Event held to address potential 2020 Census undercount in Tulare County

VISALIA, Calif. (KFSN) -- The census is more than just a head count of everyone living in the United States.

Figures from the U.S. census, which occurs every ten years, impact state congressional seats, Electoral College votes, and billions of dollars in federal funding, including programs like Medicaid and Head Start.

Getting the most accurate count possible is in everyone's best interest.

The problem, according to U.C. Merced Sociology Professor Dr.
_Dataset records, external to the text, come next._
use crate::editor::project::{handles, hit_box, hit_handle, project};
use crate::editor::{Commit, DragSession, GestureContext, Handle};
use crate::geometry::{fit_rect, DisplayRect, RelBox, Size};
use crate::state::closet::{EditorMode, Garment};
use crate::state::LoadedPhoto;
use crate::ui::{local_pointer, EditorEvent, StageState};

pub struct GarmentEditor<'a> {
    pub photo: Option<&'a LoadedPhoto>,
    pub items: &'a crate::editor::BoxCollection<Garment>,
    pub mode: EditorMode,
    pub shift_down: bool,
    /// Current editor generation; sessions started under an older one are
    /// stale and discard on release.
    pub epoch: u64,
}

impl GarmentEditor<'_> {
    fn natural(&self) -> Size {
        match self.photo {
            Some(photo) => photo.natural,
            None => Size::new(1.0, 1.0),
        }
    }

    fn display(&self, bounds: Rectangle) -> DisplayRect {
        fit_rect(Size::new(bounds.width, bounds.height), self.natural())
    }

    fn context(&self, display: &DisplayRect) -> GestureContext {
        GestureContext::new(display.size(), self.natural())
    }

    /// The geometry to draw for one box: the live session result while that
    /// box is being dragged, its committed rect otherwise.
    fn rect_for(
        &self,
        id: u64,
        rect: RelBox,
        session: Option<&DragSession>,
        pointer: Option<(f32, f32)>,
        ctx: &GestureContext,
    ) -> RelBox {
        match (session, pointer) {
            (Some(session), Some(pointer)) if session.target() == Some(id) => {
                session.live_box(pointer, ctx).to_relative(ctx.natural)
            }
            _ => rect,
        }
    }
}

impl Program<EditorEvent> for GarmentEditor<'_> {
    type State = StageState;

    fn update(
        &self,
        state: &mut Self::State,
        event: canvas::Event,
        bounds: Rectangle,
        cursor: Cursor,
    ) -> (canvas::event::Status, Option<EditorEvent>) {
        let display = self.display(bounds);
        let ctx = self.context(&display);

        match event {
            canvas::Event::Mouse(mouse::Event::ButtonPressed(mouse::Button::Left)) => {
                let Some(point) = cursor.position_in(bounds) else {
                    return (canvas::event::Status::Ignored, None);
                };
                if self.photo.is_none() {
                    return (canvas::event::Status::Ignored, None);
                }
                let pointer = display.to_local(point.x, point.y);
                state.pointer = Some(pointer);

                // A handle of the selected box wins over everything under it.
                if let Some(entity) = self.items.selected() {
                    let frame = project(entity.rect, &display);
                    if let Some(handle) = hit_handle(point, frame) {
                        state.session = Some(DragSession::begin_resize(
                            entity.id,
                            entity.rect.to_pixels(ctx.natural),
                            handle,
                            pointer,
                            self.shift_down,
                            self.epoch,
                        ));
                        return (canvas::event::Status::Captured, None);
                    }
                }

                if self.mode == EditorMode::AddBox {
                    if display.contains(point.x, point.y) {
                        state.session = Some(DragSession::begin_draw(pointer, self.epoch));
                        return (canvas::event::Status::Captured, None);
                    }
                    return (canvas::event::Status::Ignored, None);
                }

                if let Some(id) = hit_box(point, self.items.iter().map(|e| (e.id, e.rect)), &display)
                {
                    if let Some(entity) = self.items.get(id) {
                        state.session = Some(DragSession::begin_move(
                            id,
                            entity.rect.to_pixels(ctx.natural),
                            pointer,
                            self.epoch,
                        ));
                    }
                    return (
                        canvas::event::Status::Captured,
                        Some(EditorEvent::Selected(Some(id))),
                    );
                }
                (
                    canvas::event::Status::Captured,
                    Some(EditorEvent::Selected(None)),
                )
            }

            canvas::Event::Mouse(mouse::Event::CursorMoved { .. }) => {
                if let Some(pointer) = local_pointer(cursor, bounds, &display) {
                    state.pointer = Some(pointer);
                }
                if state.session.is_some() {
                    // Capturing forces a redraw, which re-derives the live
                    // geometry from the new pointer position.
                    return (canvas::event::Status::Captured, None);
                }
                (canvas::event::Status::Ignored, None)
            }

            canvas::Event::Mouse(mouse::Event::ButtonReleased(mouse::Button::Left)) => {
                let Some(session) = state.session.take() else {
                    return (canvas::event::Status::Ignored, None);
                };
                let commit = if session.epoch() != self.epoch {
                    // The image changed under the drag.
                    Commit::Discard
                } else {
                    // The cursor may be gone (released outside the window);
                    // the commit must observe the last move, not a made-up
                    // position.
                    match local_pointer(cursor, bounds, &display).or(state.pointer) {
                        Some(pointer) => session.finish(pointer, &ctx),
                        None => Commit::Discard,
                    }
                };
                (
                    canvas::event::Status::Captured,
                    Some(EditorEvent::Committed(commit)),
                )
            }

            _ => (canvas::event::Status::Ignored, None),
        }
    }

    fn draw(
        &self,
        state: &Self::State,
        renderer: &Renderer,
        theme: &Theme,
        bounds: Rectangle,
        cursor: Cursor,
    ) -> Vec<canvas::Geometry> {
        let mut frame = canvas::Frame::new(renderer, bounds.size());
        frame.fill_rectangle(
            Point::ORIGIN,
            bounds.size(),
            Color::from_rgb(0.11, 0.11, 0.12),
        );

        let Some(photo) = self.photo else {
            return vec![frame.into_geometry()];
        };

        let display = self.display(bounds);
        frame.draw_image(
            Rectangle {
                x: display.x,
                y: display.y,
                width: display.width,
                height: display.height,
            },
            canvas::Image::new(photo.handle.clone()),
        );

        let ctx = self.context(&display);
        let pointer = local_pointer(cursor, bounds, &display).or(state.pointer);
        let session = state.session.as_ref();
        let accent = theme.palette().primary;

        for entity in self.items.iter() {
            let rect = self.rect_for(entity.id, entity.rect, session, pointer, &ctx);
            let projected = project(rect, &display);
            let selected = self.items.selected_id() == Some(entity.id);

            let path = canvas::Path::rectangle(
                Point::new(projected.x, projected.y),
                projected.size(),
            );
            frame.stroke(
                &path,
                canvas::Stroke::default()
                    .with_width(if selected { 2.5 } else { 1.5 })
                    .with_color(if selected {
                        accent
                    } else {
                        Color::from_rgb(0.85, 0.85, 0.85)
                    }),
            );

            if selected {
                for (_, handle_rect) in handles(projected) {
                    frame.fill_rectangle(
                        Point::new(handle_rect.x, handle_rect.y),
                        handle_rect.size(),
                        accent,
                    );
                }
            }
        }

        // Draw-in-progress preview, dashed.
        if let (Some(session), Some(pointer)) = (session, pointer) {
            if session.is_draw() {
                let rect = session.live_box(pointer, &ctx).to_relative(ctx.natural);
                let projected = project(rect, &display);
                let path = canvas::Path::rectangle(
                    Point::new(projected.x, projected.y),
                    projected.size(),
                );
                frame.stroke(
                    &path,
                    canvas::Stroke {
                        line_dash: canvas::LineDash {
                            segments: &[6.0, 4.0],
                            offset: 0,
                        },
                        ..canvas::Stroke::default().with_width(1.5).with_color(accent)
                    },
                );
            }
        }

        vec![frame.into_geometry()]
    }

    fn mouse_interaction(
        &self,
        state: &Self::State,
        bounds: Rectangle,
        cursor: Cursor,
    ) -> mouse::Interaction {
        if state.session.is_some() {
            return mouse::Interaction::Grabbing;
        }
        let Some(point) = cursor.position_in(bounds) else {
            return mouse::Interaction::default();
        };
        if self.photo.is_none() {
            return mouse::Interaction::default();
        }
        let display = self.display(bounds);

        if let Some(entity) = self.items.selected() {
            if let Some(handle) = hit_handle(point, project(entity.rect, &display)) {
                return match handle {
                    Handle::North | Handle::South => mouse::Interaction::ResizingVertically,
                    Handle::East | Handle::West => mouse::Interaction::ResizingHorizontally,
                    _ => mouse::Interaction::Crosshair,
                };
            }
        }
        if self.mode == EditorMode::AddBox {
            return mouse::Interaction::Crosshair;
        }
        if hit_box(point, self.items.iter().map(|e| (e.id, e.rect)), &display).is_some() {
            return mouse::Interaction::Grab;
        }
        mouse::Interaction::default()
    }
}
Edward Flores, is that California's rural regions, including Tulare County, are at a higher risk of an undercount because of their large immigrant population and prevalence of complex households.

"Yet sadly, being hard to count or underrepresented can lead to unequivocal political representation and unequal access to vital public and private resources for these communities and their representation."

On Friday, San Francisco-based Ethnic Media Services hosted a briefing about the risk of an undercount in Tulare County in 2020.

One concern is the Trump administration's proposal to add a citizenship question to the census.

Later this year the Supreme Court will decide if that question can added.

But Farmersville's city council has already adopted a resolution opposing such a question, which hasn't been on a census since 1950.

"The other thing you can do is to make sure that your residents understand that the census data is private," Farmersville Mayor Greg Gomez said. "It's not going to go anywhere outside the U.S. Census Bureau."

Representatives from California Complete Count also spoke about the unprecedented amount of money they will distribute to organizations and counties around the state for communications and outreach ahead of the census - more than $100 million.

They say they'll focus on the hardest to count Californians.

"We want to touch and make sure that they are activated, that they are educated, and that they get out and are motivated--the hardest to count Californians - so that they count in 2020," said California Complete Count's Diana Pelayo-Crofts.

The census may be more than a year away, but behind the scenes, there are people working to make sure everyone, from kids to adults, citizens to undocumented immigrants-are counted in 2020.